*Directions:* Each entry should be written out again exactly, so that nothing is lost.

<<<<

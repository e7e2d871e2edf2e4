//! x86/x64 vocabulary shared by the classifier and the trace format.
//!
//! # Components
//!
//! - [`X86Register`] - General-purpose register identity (8/16/32/64-bit)
//! - [`InstructionFacts`] - Decoded facts for one executed instruction
//! - [`Opcode`] / [`OperandKind`] - The opcode classes and operand shapes the
//!   dispatch pattern is recognised from
//!
//! # Example
//!
//! ```rust
//! use dispatchscope::x86::{InstructionFacts, X86Register};
//!
//! let reg: X86Register = "r13d".parse()?;
//! assert_eq!(reg.low_byte(), X86Register::R13b);
//!
//! let or = InstructionFacts::or_reg(0x401000, reg, X86Register::Ecx);
//! assert!(or.is_reg_reg());
//! # Ok::<(), strum::ParseError>(())
//! ```

mod facts;
mod register;

pub use facts::{InstructionFacts, Opcode, OperandKind};
pub use register::X86Register;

>>>>

*Answer to this task:*
repository e7e2d871e2edf2e4
//! x86/x64 vocabulary shared by the classifier and the trace format.
//!
//! # Components
//!
//! - [`X86Register`] - General-purpose register identity (8/16/32/64-bit)
//! - [`InstructionFacts`] - Decoded facts for one executed instruction
//! - [`Opcode`] / [`OperandKind`] - The opcode classes and operand shapes the
//!   dispatch pattern is recognised from
//!
//! # Example
//!
//! ```rust
//! use dispatchscope::x86::{InstructionFacts, X86Register};
//!
//! let reg: X86Register = "r13d".parse()?;
//! assert_eq!(reg.low_byte(), X86Register::R13b);
//!
//! let or = InstructionFacts::or_reg(0x401000, reg, X86Register::Ecx);
//! assert!(or.is_reg_reg());
//! # Ok::<(), strum::ParseError>(())
//! ```

mod facts;
mod register;

pub use facts::{InstructionFacts, Opcode, OperandKind};
pub use register::X86Register;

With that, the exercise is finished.